"Manipulating the H3.3 pathway may provide a way to completely wipe a cell's ‘memory’ and produce a truly pluripotent cell,” geneticist Steven Henikoff, from the Fred Hutchinson Cancer Research Center, said in a press release. The results, published today (October 29) in Epigenetics & Chromatin, could have implications for regenerative medicine and other therapies, he added, which are beginning to use reprogrammed cells but still face difficulties, including low efficiency. “[It] suggests that chromatin is a sticking point preventing artificially induced reprogramming [from] being used routinely in the clinic."
For the experiment, Gurdon and colleagues implanted a nucleus from an adult mouse cell into an enucleated frog egg—similar to his first groundbreaking nuclear transfer experiment in 1962—and added fluorescently labeled histones, around which strands of DNA wrap, making certain genes available or unavailable for transcription.

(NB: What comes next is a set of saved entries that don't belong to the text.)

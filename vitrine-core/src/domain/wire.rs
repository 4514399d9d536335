//! Lenient deserializers for backend payloads
//!
//! The backend is not consistent about numeric fields: ids, prices and
//! ages arrive either as JSON numbers or as strings.

use rust_decimal::Decimal;
use serde::de::Error;
use serde::{Deserialize, Deserializer};
use serde_json::Value as JsonValue;

/// Deserialize an i64 that can be number or string
pub(crate) fn deserialize_id<'de, D>(deserializer: D) -> Result<i64, D::Error>
where
    D: Deserializer<'de>,
{
    let value: JsonValue = Deserialize::deserialize(deserializer)?;
    match value {
        JsonValue::Number(n) => n
            .as_i64()
            .ok_or_else(|| D::Error::custom(format!("id out of range: {}", n))),
        JsonValue::String(s) => s
            .trim()
            .parse::<i64>()
            .map_err(|e| D::Error::custom(format!("invalid id '{}': {}", s, e))),
        _ => Err(D::Error::custom("expected number or string for id")),
    }
}

/// Deserialize an optional u32 that can be number, string or null
pub(crate) fn deserialize_optional_u32<'de, D>(deserializer: D) -> Result<Option<u32>, D::Error>
where
    D: Deserializer<'de>,
{
    let value: Option<JsonValue> = Option::deserialize(deserializer)?;
    match value {
        Some(JsonValue::Number(n)) => n
            .as_u64()
            .and_then(|v| u32::try_from(v).ok())
            .map(Some)
            .ok_or_else(|| D::Error::custom(format!("invalid number: {}", n))),
        Some(JsonValue::String(s)) if s.trim().is_empty() => Ok(None),
        Some(JsonValue::String(s)) => s
            .trim()
            .parse::<u32>()
            .map(Some)
            .map_err(|e| D::Error::custom(format!("invalid number '{}': {}", s, e))),
        Some(JsonValue::Null) | None => Ok(None),
        _ => Err(D::Error::custom("expected number or string")),
    }
}

/// Deserialize a decimal amount that can be number or string
pub(crate) fn deserialize_amount<'de, D>(deserializer: D) -> Result<Decimal, D::Error>
where
    D: Deserializer<'de>,
{
    let value: JsonValue = Deserialize::deserialize(deserializer)?;
    match value {
        JsonValue::Number(n) => n
            .to_string()
            .parse::<Decimal>()
            .map_err(|e| D::Error::custom(format!("invalid decimal: {}", e))),
        JsonValue::String(s) => s
            .trim()
            .parse::<Decimal>()
            .map_err(|e| D::Error::custom(format!("invalid decimal: {}", e))),
        _ => Err(D::Error::custom("expected number or string for amount")),
    }
}

/// Deserialize an optional `YYYY-MM-DD` date, tolerating empty strings and
/// full ISO timestamps
pub(crate) fn deserialize_optional_date<'de, D>(
    deserializer: D,
) -> Result<Option<chrono::NaiveDate>, D::Error>
where
    D: Deserializer<'de>,
{
    let value: Option<String> = Option::deserialize(deserializer)?;
    match value {
        None => Ok(None),
        Some(s) if s.trim().is_empty() => Ok(None),
        Some(s) => {
            let date_part = s.trim().get(..10).unwrap_or(s.trim());
            chrono::NaiveDate::parse_from_str(date_part, "%Y-%m-%d")
                .map(Some)
                .map_err(|e| D::Error::custom(format!("invalid date '{}': {}", s, e)))
        }
    }
}
//! Output formatting utilities

use std::time::Duration;

use colored::Colorize;
use comfy_table::{presets::UTF8_FULL_CONDENSED, ContentArrangement, Table};
use indicatif::{ProgressBar, ProgressStyle};
use rust_decimal::Decimal;
use serde::Serialize;

use vitrine_core::OperationResult;

/// Print a success message
pub fn success(msg: &str) {
    println!("{}", msg.green());
}

/// Print an error message
pub fn error(msg: &str) {
    eprintln!("{}", msg.red());
}

/// Print a warning message
pub fn warning(msg: &str) {
    println!("{}", msg.yellow());
}

/// Print an info message
pub fn info(msg: &str) {
    println!("{}", msg.cyan());
}

/// Create a styled table
pub fn create_table() -> Table {
    let mut table = Table::new();
    table.load_preset(UTF8_FULL_CONDENSED);
    table.set_content_arrangement(ContentArrangement::Dynamic);
    table
}

/// Format a price with two decimals
pub fn format_price(price: Decimal) -> String {
    format!("{:.2}", price.round_dp(2))
}

/// Print an operation envelope; failures exit with status 1
pub fn print_envelope<T: Serialize>(result: OperationResult<T>) -> anyhow::Result<()> {
    println!("{}", serde_json::to_string_pretty(&result)?);
    if !result.success {
        std::process::exit(1);
    }
    Ok(())
}

/// Run `f` behind a spinner on stderr (only when stderr is a terminal)
pub fn with_spinner<T>(msg: &str, f: impl FnOnce() -> T) -> T {
    if atty::isnt(atty::Stream::Stderr) {
        return f();
    }

    let spinner = ProgressBar::new_spinner();
    if let Ok(style) = ProgressStyle::with_template("{spinner:.cyan} {msg}") {
        spinner.set_style(style);
    }
    spinner.set_message(msg.to_string());
    spinner.enable_steady_tick(Duration::from_millis(80));

    let result = f();
    spinner.finish_and_clear();
    result
}
//! Users command - manage shop accounts

use anyhow::{Context, Result};
use clap::{Args, Subcommand};
use dialoguer::{Confirm, Input};

use vitrine_core::domain::{User, UserDraft};
use vitrine_core::OperationResult;

use super::get_context;
use crate::output::{self, create_table, with_spinner};

/// Editable user fields
#[derive(Args, Default)]
pub struct UserFields {
    #[arg(long)]
    email: Option<String>,
    #[arg(long)]
    first_name: Option<String>,
    #[arg(long)]
    last_name: Option<String>,
    #[arg(long)]
    age: Option<u32>,
    #[arg(long)]
    role: Option<String>,
}

impl UserFields {
    fn is_empty(&self) -> bool {
        self.email.is_none()
            && self.first_name.is_none()
            && self.last_name.is_none()
            && self.age.is_none()
            && self.role.is_none()
    }

    fn apply(self, draft: &mut UserDraft) {
        if let Some(email) = self.email {
            draft.email = email;
        }
        if self.first_name.is_some() {
            draft.first_name = self.first_name;
        }
        if self.last_name.is_some() {
            draft.last_name = self.last_name;
        }
        if self.age.is_some() {
            draft.age = self.age;
        }
        if self.role.is_some() {
            draft.role = self.role;
        }
    }
}

#[derive(Subcommand)]
pub enum UserCommands {
    /// List users
    List {
        /// Output as JSON
        #[arg(long)]
        json: bool,
    },
    /// Add a user
    Add {
        #[command(flatten)]
        fields: UserFields,
        /// Output as JSON
        #[arg(long)]
        json: bool,
    },
    /// Edit a user (prompts for every field when no option is given)
    Edit {
        id: i64,
        #[command(flatten)]
        fields: UserFields,
        /// Output as JSON
        #[arg(long)]
        json: bool,
    },
    /// Delete a user
    Delete {
        id: i64,
        /// Skip confirmation prompt
        #[arg(long, short = 'f')]
        force: bool,
        /// Output as JSON
        #[arg(long)]
        json: bool,
    },
}

pub fn run(command: UserCommands) -> Result<()> {
    match command {
        UserCommands::List { json } => list(json),
        UserCommands::Add { fields, json } => add(fields, json),
        UserCommands::Edit { id, fields, json } => edit(id, fields, json),
        UserCommands::Delete { id, force, json } => delete(id, force, json),
    }
}

fn list(json: bool) -> Result<()> {
    let ctx = get_context()?;
    let result = with_spinner("Loading users...", || ctx.user_admin.load());

    if json {
        return output::print_envelope(OperationResult::from(result));
    }

    print_users(&result?);
    Ok(())
}

fn add(fields: UserFields, json: bool) -> Result<()> {
    let ctx = get_context()?;

    let mut draft = UserDraft::default();
    if fields.is_empty() && !json {
        prompt_fields(&mut draft)?;
    } else {
        fields.apply(&mut draft);
    }

    let result = with_spinner("Saving user...", || ctx.user_admin.create(&draft));
    if json {
        return output::print_envelope(OperationResult::from(result));
    }

    result?;
    output::success(&format!("User {} added", draft.email));
    Ok(())
}

fn edit(id: i64, fields: UserFields, json: bool) -> Result<()> {
    let ctx = get_context()?;
    let admin = &ctx.user_admin;

    with_spinner("Loading users...", || admin.load())?;
    let existing = admin
        .find(id)
        .with_context(|| format!("User not found: {}", id))?;

    let mut draft = UserDraft::from_user(&existing);
    if fields.is_empty() && !json {
        prompt_fields(&mut draft)?;
    } else {
        fields.apply(&mut draft);
    }

    let result = with_spinner("Saving user...", || admin.update(id, &draft));
    if json {
        return output::print_envelope(OperationResult::from(result));
    }

    result?;
    output::success(&format!("User {} updated", id));
    Ok(())
}

fn delete(id: i64, force: bool, json: bool) -> Result<()> {
    let ctx = get_context()?;

    if !force && !json {
        let confirmed = Confirm::new()
            .with_prompt(format!("Delete user {}?", id))
            .default(false)
            .interact()?;
        if !confirmed {
            println!("Cancelled.");
            return Ok(());
        }
    }

    let result = with_spinner("Deleting user...", || ctx.user_admin.delete(id));
    if json {
        return output::print_envelope(OperationResult::from(result));
    }

    result?;
    output::success(&format!("User {} deleted", id));
    Ok(())
}

fn prompt_optional(prompt: &str, current: Option<String>) -> Result<Option<String>> {
    let value: String = Input::new()
        .with_prompt(prompt)
        .default(current.unwrap_or_default())
        .allow_empty(true)
        .interact_text()?;
    let value = value.trim().to_string();
    Ok(if value.is_empty() { None } else { Some(value) })
}

fn prompt_fields(draft: &mut UserDraft) -> Result<()> {
    draft.email = Input::new()
        .with_prompt("Email")
        .default(draft.email.clone())
        .interact_text()?;
    draft.first_name = prompt_optional("First name", draft.first_name.take())?;
    draft.last_name = prompt_optional("Last name", draft.last_name.take())?;
    draft.age = match prompt_optional("Age", draft.age.map(|a| a.to_string()))? {
        Some(raw) => Some(raw.parse().with_context(|| format!("Invalid age: {}", raw))?),
        None => None,
    };
    draft.role = prompt_optional("Role", draft.role.take())?;
    Ok(())
}

fn print_users(users: &[User]) {
    if users.is_empty() {
        println!("No users found.");
        return;
    }

    let mut table = create_table();
    table.set_header(vec!["ID", "Name", "Email", "Age", "Role"]);

    for user in users {
        table.add_row(vec![
            user.id.to_string(),
            user.display_name(),
            user.email.clone(),
            user.age.map(|a| a.to_string()).unwrap_or_else(|| "-".to_string()),
            user.role.clone().unwrap_or_else(|| "-".to_string()),
        ]);
    }

    println!("{}", table);
}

"Using real-time microscopy it became apparent that from 10 hours onwards, H3.3 . . . became incorporated into the transplanted nucleus,” explained Gurdon in the press release. The team noted that H3.3’s placement in the DNA coincided with regions important for the regulation of key pluripotency genes, such as Oct4. The researchers also found that the nucleus wouldn’t reprogram without H3.3 present.
The finding suggests that this histone variant is necessary for global genome changes that control the cell fate, the authors wrote in the study.